Sergio Scornavacca, direttore del mercato Industry & Consumer di Minsait in Italia, sottolinea l'urgenza di sviluppare una vera e propria "data strategy": "Le aziende italiane del retail, largo consumo e fashion sono in ritardo nella costruzione di una relazione digitale di qualità con i propri clienti. È necessario garantire la corretta raccolta, integrazione e gestione dei dati per offrire un servizio coerente, personalizzato ed eccellente".
Il ruolo cruciale del punto vendita fisico

I canali più presidiati in questi settori sono il negozio fisico, il sito web proprietario e i social network. Mentre i primi due sono prioritari per le vendite, i social media vengono utilizzati principalmente per la brand awareness e le promozioni. Nonostante l'ascesa del digitale, i consumatori attribuiscono ancora grande importanza al negozio fisico, soprattutto nel settore dell'abbigliamento, dove l'esperienza tattile e la prova dei prodotti sono fondamentali. L'e-commerce segue da vicino, con l'87% delle aziende che lo utilizzano come canale di vendita online.


Minsait sottolinea come la centralità del punto vendita fisico possa spiegare il basso livello di maturità del settore in termini di omnicanalità. Solo un terzo delle aziende è in grado di seguire il cliente attraverso i diversi touchpoint, creando un'esperienza integrata.
Un processo di vendita frammentato

La riorganizzazione interna per ottimizzare il processo di vendita è ancora un lavoro in corso: solo il 23% delle aziende ha introdotto un responsabile cross-funzionale con un team dedicato, mentre il 19% ha istituito una funzione aziendale dedicata. Questo lascia il 58% delle aziende ancora operanti in silos, il che può ostacolare una strategia di vendita unificata ed efficace.
Scornavacca spiega che questa situazione organizzativa frammentata potrebbe influenzare negativamente la capacità delle aziende di adottare una strategia di vendita omnicanale efficace: "La scarsa maturità riscontrata nell'ambito della data strategy e delle tecnologie a supporto è probabilmente influenzata da una situazione organizzativa che necessita di evoluzione".


Sicurezza e privacy: un ritardo preoccupante

Il rapporto rivela anche un ritardo significativo nelle misure di sicurezza e privacy adottate dalle aziende.
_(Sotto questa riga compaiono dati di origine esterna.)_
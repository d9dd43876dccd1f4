use crate::error::{CampusError, Result};
use serde::{Deserialize, Serialize};
use std::net::{IpAddr, SocketAddr};
use std::path::{Path, PathBuf};

pub const CONFIG_FILE_NAME: &str = "campus.yml";

#[derive(Debug, Clone, Default, Serialize, Deserialize)]
pub struct CampusConfig {
    #[serde(default)]
    pub server: ServerSettings,

    #[serde(default)]
    pub store: StoreSettings,
}

#[derive(Debug, Clone, Serialize, Deserialize)]
pub struct ServerSettings {
    #[serde(default = "default_host")]
    pub host: String,

    #[serde(default = "default_port")]
    pub port: u16,
}

fn default_host() -> String {
    "127.0.0.1".to_string()
}

fn default_port() -> u16 {
    5000
}

impl Default for ServerSettings {
    fn default() -> Self {
        Self {
            host: default_host(),
            port: default_port(),
        }
    }
}

impl ServerSettings {
    pub fn socket_addr(&self) -> Result<SocketAddr> {
        let ip: IpAddr = self
            .host
            .parse()
            .map_err(|_| CampusError::Config(format!("Invalid listen host: {}", self.host)))?;
        Ok(SocketAddr::new(ip, self.port))
    }
}

#[derive(Debug, Clone, Copy, Default, PartialEq, Eq, Serialize, Deserialize, clap::ValueEnum)]
#[serde(rename_all = "lowercase")]
pub enum StoreBackend {
    /// Ordered in-process collections, lost on exit
    #[default]
    Memory,
    /// JSON documents under the data directory
    Document,
}

#[derive(Debug, Clone, Serialize, Deserialize)]
pub struct StoreSettings {
    #[serde(default)]
    pub backend: StoreBackend,

    #[serde(default = "default_store_path")]
    pub path: String,

    #[serde(default, skip_serializing_if = "Option::is_none")]
    pub seed: Option<String>,
}

fn default_store_path() -> String {
    ".campus".to_string()
}

impl Default for StoreSettings {
    fn default() -> Self {
        Self {
            backend: StoreBackend::default(),
            path: default_store_path(),
            seed: None,
        }
    }
}

impl CampusConfig {
    /// Load the nearest `campus.yml` at or above `start_path`.
    pub fn load(start_path: &Path) -> Result<(Self, PathBuf)> {
        let config_path = Self::find_config_file(start_path)?;
        Self::load_file(&config_path)
    }

    pub fn load_file(config_path: &Path) -> Result<(Self, PathBuf)> {
        let content = std::fs::read_to_string(config_path)?;
        let config: CampusConfig = serde_yaml::from_str(&content)?;
        let project_root = config_path
            .parent()
            .ok_or_else(|| CampusError::Config("Config file has no parent directory".to_string()))?
            .to_path_buf();
        Ok((config, project_root))
    }

    /// Like [`CampusConfig::load`], falling back to defaults rooted at `start_path`.
    pub fn load_or_default(start_path: &Path) -> Result<(Self, PathBuf)> {
        match Self::load(start_path) {
            Err(CampusError::NotInitialized) => Ok((Self::default(), start_path.to_path_buf())),
            other => other,
        }
    }

    pub fn find_config_file(start_path: &Path) -> Result<PathBuf> {
        let mut current = start_path.to_path_buf();
        loop {
            let config_path = current.join(CONFIG_FILE_NAME);
            if config_path.exists() {
                return Ok(config_path);
            }
            if !current.pop() {
                return Err(CampusError::NotInitialized);
            }
        }
    }

    pub fn data_path(&self, project_root: &Path) -> PathBuf {
        project_root.join(&self.store.path)
    }

    pub fn seed_path(&self, project_root: &Path) -> Option<PathBuf> {
        self.store.seed.as_ref().map(|seed| project_root.join(seed))
    }

    pub fn save(&self, path: &Path) -> Result<()> {
        let content = serde_yaml::to_string(self)?;
        std::fs::write(path, content)?;
        Ok(())
    }
}

#[cfg(test)]
mod tests {
    use super::*;
    use tempfile::TempDir;

    #[test]
    fn test_defaults() {
        let config = CampusConfig::default();
        assert_eq!(config.server.port, 5000);
        assert_eq!(config.store.backend, StoreBackend::Memory);
        assert_eq!(
            config.server.socket_addr().unwrap(),
            "127.0.0.1:5000".parse().unwrap()
        );
    }

    #[test]
    fn test_partial_file_fills_defaults() {
        let config: CampusConfig =
            serde_yaml::from_str("store:\n  backend: document\n").unwrap();
        assert_eq!(config.store.backend, StoreBackend::Document);
        assert_eq!(config.store.path, ".campus");
        assert_eq!(config.server.host, "127.0.0.1");
    }

    #[test]
    fn test_load_searches_upward() {
        let temp_dir = TempDir::new().unwrap();
        let nested = temp_dir.path().join("a").join("b");
        std::fs::create_dir_all(&nested).unwrap();

        let mut config = CampusConfig::default();
        config.server.port = 4000;
        config.save(&temp_dir.path().join(CONFIG_FILE_NAME)).unwrap();

        let (loaded, root) = CampusConfig::load(&nested).unwrap();
        assert_eq!(loaded.server.port, 4000);
        assert_eq!(root, temp_dir.path());
    }

    #[test]
    fn test_load_or_default_without_file() {
        let temp_dir = TempDir::new().unwrap();
        let (config, root) = CampusConfig::load_or_default(temp_dir.path()).unwrap();
        assert_eq!(config.server.port, 5000);
        assert_eq!(root, temp_dir.path());
    }

    #[test]
    fn test_invalid_host() {
        let mut settings = ServerSettings::default();
        settings.host = "localhost:80".to_string();
        assert!(matches!(
            settings.socket_addr(),
            Err(CampusError::Config(_))
        ));
    }
}
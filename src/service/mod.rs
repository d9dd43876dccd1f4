//! Query and mutation handlers over an [`EntityStore`].
//!
//! [`CampusService`] is what the GraphQL resolvers call. It owns no records; it
//! validates input, issues store calls and stitches students and courses
//! together.
//!
//! - [`queries`]: read-only lookups
//! - [`mutations`]: create, partial update and delete (with the course cascade)
//! - [`relations`]: resolving `Student.courses` and `Course.students`

mod mutations;
mod queries;
mod relations;

use std::sync::Arc;

use crate::storage::EntityStore;

#[derive(Clone)]
pub struct CampusService {
    store: Arc<dyn EntityStore>,
}

impl CampusService {
    pub fn new(store: Arc<dyn EntityStore>) -> Self {
        Self { store }
    }

    pub fn store(&self) -> &dyn EntityStore {
        self.store.as_ref()
    }
}
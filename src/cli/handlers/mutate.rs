use anyhow::Result;

use super::{CommandContext, execute_and_print};

pub fn handle_mutate(
    ctx: CommandContext,
    mutation: String,
    variables: Option<String>,
) -> Result<()> {
    // Auto-wrap in mutation { }
    let document = format!("mutation {{ {} }}", mutation);
    tokio::runtime::Runtime::new()?.block_on(async {
        let schema = ctx.schema().await?;
        execute_and_print(schema, &document, variables).await
    })
}
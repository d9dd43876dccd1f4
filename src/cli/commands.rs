use std::path::PathBuf;

use clap::{Parser, Subcommand};

use crate::config::StoreBackend;

#[derive(Parser)]
#[command(name = "campus")]
#[command(
    author,
    version,
    about = "A small GraphQL API for students, courses and enrollments"
)]
#[command(propagate_version = true)]
pub struct Cli {
    #[command(subcommand)]
    pub command: Commands,

    /// Path to config file (searches upward for campus.yml by default)
    #[arg(long, global = true, env = "CAMPUS_CONFIG")]
    pub config: Option<PathBuf>,

    /// Storage backend (overrides config)
    #[arg(long, global = true, value_enum, env = "CAMPUS_STORE")]
    pub store: Option<StoreBackend>,

    /// Data directory of the document store (overrides config)
    #[arg(long, global = true, env = "CAMPUS_DATA_DIR")]
    pub data_dir: Option<String>,

    /// YAML fixture loaded into an empty store at startup
    #[arg(long, global = true, env = "CAMPUS_SEED")]
    pub seed: Option<PathBuf>,

    /// Load the built-in demo fixture into an empty store
    #[arg(long, global = true, conflicts_with = "seed")]
    pub demo: bool,

    /// Enable debug logging
    #[arg(short, long, global = true)]
    pub verbose: bool,

    /// Also write JSON logs to this file
    #[arg(long, global = true, env = "CAMPUS_LOG_FILE")]
    pub log_file: Option<PathBuf>,
}

#[derive(Subcommand)]
pub enum Commands {
    /// Write a campus.yml in the current directory
    Init {
        /// Port the server listens on
        #[arg(long)]
        port: Option<u16>,
    },

    /// Start the GraphQL server
    Serve {
        /// Port to listen on (overrides config)
        #[arg(short, long, env = "CAMPUS_PORT")]
        port: Option<u16>,

        /// Address to bind (overrides config)
        #[arg(long, env = "CAMPUS_HOST")]
        host: Option<String>,
    },

    /// Execute a GraphQL query and print the JSON response
    Query {
        /// GraphQL query document
        query: String,

        /// Variables as a JSON object
        #[arg(long)]
        variables: Option<String>,
    },

    /// Execute a GraphQL mutation (wrapped in `mutation { }`) and print the JSON response
    Mutate {
        /// Mutation selection, e.g. 'deleteCourse(id: "1")'
        mutation: String,

        /// Variables as a JSON object
        #[arg(long)]
        variables: Option<String>,
    },
}
//! # Campus - students, courses and enrollments over GraphQL
//!
//! Campus exposes CRUD operations over two related entities, students and
//! courses, through a GraphQL API. Records live either in memory or in a
//! directory of JSON documents.
//!
//! ## Quick Start
//!
//! ```bash
//! # Serve an in-memory store preloaded with demo data
//! campus serve --demo
//!
//! # Create a persistent project and query it from the CLI
//! campus init
//! campus mutate 'addCourse(title: "Compilers", code: "CS401", credits: 3, instructor: "Dr. Sarah") { id }'
//! campus query '{ getAllCourses { title students { name } } }'
//! ```
//!
//! ## Modules
//!
//! - [`cli`]: Command-line interface definitions and handlers
//! - [`config`]: Configuration loading and management
//! - [`error`]: Error types and result aliases
//! - [`graphql`]: GraphQL schema, resolvers and HTTP server
//! - [`logging`]: Tracing subscriber setup
//! - [`model`]: Data models (Student, Course, CourseRef, FieldUpdate)
//! - [`service`]: Query and mutation handlers, relationship resolution
//! - [`storage`]: Entity store trait with memory and document backends
//! - [`validation`]: Input validation utilities

/// Command-line interface definitions using clap.
pub mod cli;

/// Configuration loading and management.
///
/// Handles `campus.yml` configuration files and project discovery.
pub mod config;

/// Error types and result aliases.
///
/// Defines `CampusError` enum and `Result<T>` type alias.
pub mod error;

/// GraphQL schema and resolvers.
///
/// Provides an async-graphql schema served over axum.
pub mod graphql;

/// Data models for students and courses.
pub mod model;

/// Query and mutation handlers.
pub mod service;

/// Entity storage backends.
pub mod storage;

/// Input validation utilities.
///
/// Validates emails, required text fields and IDs.
pub mod validation;

/// Logging setup.
///
/// Compact stderr output plus an optional daily-rotated JSON log file.
pub mod logging;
Solo il 31% applica principi di privacy-by-design e/o privacy-by-default, una percentuale ben al di sotto della media del 54%. Preoccupantemente, quasi la metà delle aziende (49%) non sta nemmeno prendendo in considerazione l'introduzione di queste misure in futuro.
Inoltre, il 26% delle aziende non ha assegnato formalmente la responsabilità della protezione dei dati identificativi degli utenti. Nelle aziende che lo hanno fatto, la responsabilità è spesso suddivisa tra i dipartimenti IT (29%), Security (21%) e Legal/Compliance (13%).